Selectivity This formulation provides a way to compute an invariant representation of an element of the dataset. Unfortunately, there’s no clear way to ensure that a family of measurements is selective. In the case of compact groups, in Anselmi et al. the authors provide a solution which rely on a probabilistic argument.

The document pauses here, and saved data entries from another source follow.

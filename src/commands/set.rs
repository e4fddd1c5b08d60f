use crate::{
    backend::{Expiration, RecordExistsAction, WriteOptions},
    commands::{
        arguments::{expect_arity, expect_min_arity, parse_integer, positive_expiration},
        get::read_scalar,
        CommandContext, CommandError,
    },
    error_translator::Recover,
    reply::Reply,
};

/// Represents the parsed arguments for the SET command
#[derive(Debug, PartialEq)]
pub struct SetArguments {
    /// The key name to store the value under
    key: String,
    /// The value to be stored
    value: String,
    /// Expiration of the record, `None` for a record that never expires
    expiration: Option<Expiration>,
    /// Whether the write is conditional on the key being absent or present
    exists_action: RecordExistsAction,
}

impl SetArguments {
    /// Parses `[key, value, options...]` into a SetArguments structure.
    ///
    /// Options are read left to right:
    ///
    /// * `EX seconds` - expire after the given number of seconds
    /// * `PX milliseconds` - expire after the given number of milliseconds
    /// * `NX` - only set the key if it does not already exist
    /// * `XX` - only set the key if it already exists
    ///
    /// # Returns
    ///
    /// * `Err(CommandError::WrongNumberOfArguments)` - If key or value is missing
    /// * `Err(CommandError::SyntaxError)` - On an unknown option, a missing
    ///   option value, two expirations, or NX together with XX
    /// * `Err(CommandError::InvalidInteger)` - If a TTL is not an integer
    /// * `Err(CommandError::InvalidExpireTime)` - If a TTL is zero or negative
    fn parse(arguments: Vec<String>) -> Result<Self, CommandError> {
        expect_min_arity("SET", &arguments, 2)?;

        let mut expiration: Option<Expiration> = None;
        let mut exists_action = RecordExistsAction::Replace;

        let mut options = arguments[2..].iter();
        while let Some(option) = options.next() {
            match option.to_uppercase().as_str() {
                unit @ ("EX" | "PX") => {
                    if expiration.is_some() {
                        return Err(CommandError::SyntaxError);
                    }

                    let time = options.next().ok_or(CommandError::SyntaxError)?;
                    let time = parse_integer(time)?;

                    let seconds = if unit == "EX" {
                        time as f64
                    } else {
                        time as f64 / 1000.0
                    };
                    expiration = Some(positive_expiration("SET", seconds)?);
                }
                "NX" => {
                    if exists_action == RecordExistsAction::UpdateOnly {
                        return Err(CommandError::SyntaxError);
                    }
                    exists_action = RecordExistsAction::CreateOnly;
                }
                "XX" => {
                    if exists_action == RecordExistsAction::CreateOnly {
                        return Err(CommandError::SyntaxError);
                    }
                    exists_action = RecordExistsAction::UpdateOnly;
                }
                _ => return Err(CommandError::SyntaxError),
            }
        }

        Ok(Self {
            key: arguments[0].clone(),
            value: arguments[1].clone(),
            expiration,
            exists_action,
        })
    }
}

/// Handles the Redis SET command.
///
/// # Returns
///
/// * `Ok(Reply::SimpleString("OK"))` - The value was written
/// * `Ok(Reply::Null)` - NX or XX was given and its condition did not hold
pub async fn set(ctx: &CommandContext, arguments: Vec<String>) -> Result<Reply, CommandError> {
    let set_arguments = SetArguments::parse(arguments)?;
    write(ctx, set_arguments).await
}

/// Handles the Redis SETEX command: `SETEX key seconds value`.
pub async fn setex(ctx: &CommandContext, arguments: Vec<String>) -> Result<Reply, CommandError> {
    expect_arity("SETEX", &arguments, 3)?;

    let seconds = parse_integer(&arguments[1])?;
    let expiration = positive_expiration("SETEX", seconds as f64)?;

    write(ctx, timed_arguments(arguments, expiration)).await
}

/// Handles the Redis PSETEX command: `PSETEX key milliseconds value`.
pub async fn psetex(ctx: &CommandContext, arguments: Vec<String>) -> Result<Reply, CommandError> {
    expect_arity("PSETEX", &arguments, 3)?;

    let millis = parse_integer(&arguments[1])?;
    let expiration = positive_expiration("PSETEX", millis as f64 / 1000.0)?;

    write(ctx, timed_arguments(arguments, expiration)).await
}

/// Handles the Redis SETNX command, replying 1 when the key was created.
pub async fn setnx(ctx: &CommandContext, arguments: Vec<String>) -> Result<Reply, CommandError> {
    expect_arity("SETNX", &arguments, 2)?;

    let options = WriteOptions {
        expiration: None,
        exists_action: RecordExistsAction::CreateOnly,
    };

    let created = ctx
        .backend
        .put(&ctx.key(&arguments[0]), ctx.bins(&arguments[1]), options)
        .await
        .map(|_| 1)
        .or_conflict(0)?;

    Ok(Reply::Integer(created))
}

/// Handles the Redis GETSET command.
///
/// The read and the write are two separate backend calls, so a concurrent
/// writer may slip in between them.
pub async fn getset(ctx: &CommandContext, arguments: Vec<String>) -> Result<Reply, CommandError> {
    expect_arity("GETSET", &arguments, 2)?;

    let previous = read_scalar(ctx, &arguments[0]).await?;

    ctx.backend
        .put(
            &ctx.key(&arguments[0]),
            ctx.bins(&arguments[1]),
            WriteOptions::default(),
        )
        .await?;

    Ok(previous)
}

fn timed_arguments(arguments: Vec<String>, expiration: Expiration) -> SetArguments {
    SetArguments {
        key: arguments[0].clone(),
        value: arguments[2].clone(),
        expiration: Some(expiration),
        exists_action: RecordExistsAction::Replace,
    }
}

async fn write(ctx: &CommandContext, set_arguments: SetArguments) -> Result<Reply, CommandError> {
    let options = WriteOptions {
        expiration: set_arguments.expiration,
        exists_action: set_arguments.exists_action,
    };

    ctx.backend
        .put(
            &ctx.key(&set_arguments.key),
            ctx.bins(&set_arguments.value),
            options,
        )
        .await
        .map(|_| Reply::ok())
        .or_rejected(Reply::Null)
}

This part is more technical and we just sketch the idea addressing the paper for the details. The three core steps are:

1. A unique probability distribution can be naturally associated with each orbit.
2. Each such probability distribution can be characterized in terms of one-dimensional projections.
3. One-dimensional probability distributions are easy to characterize, e.g. in terms of their cumulative distribution or their moments.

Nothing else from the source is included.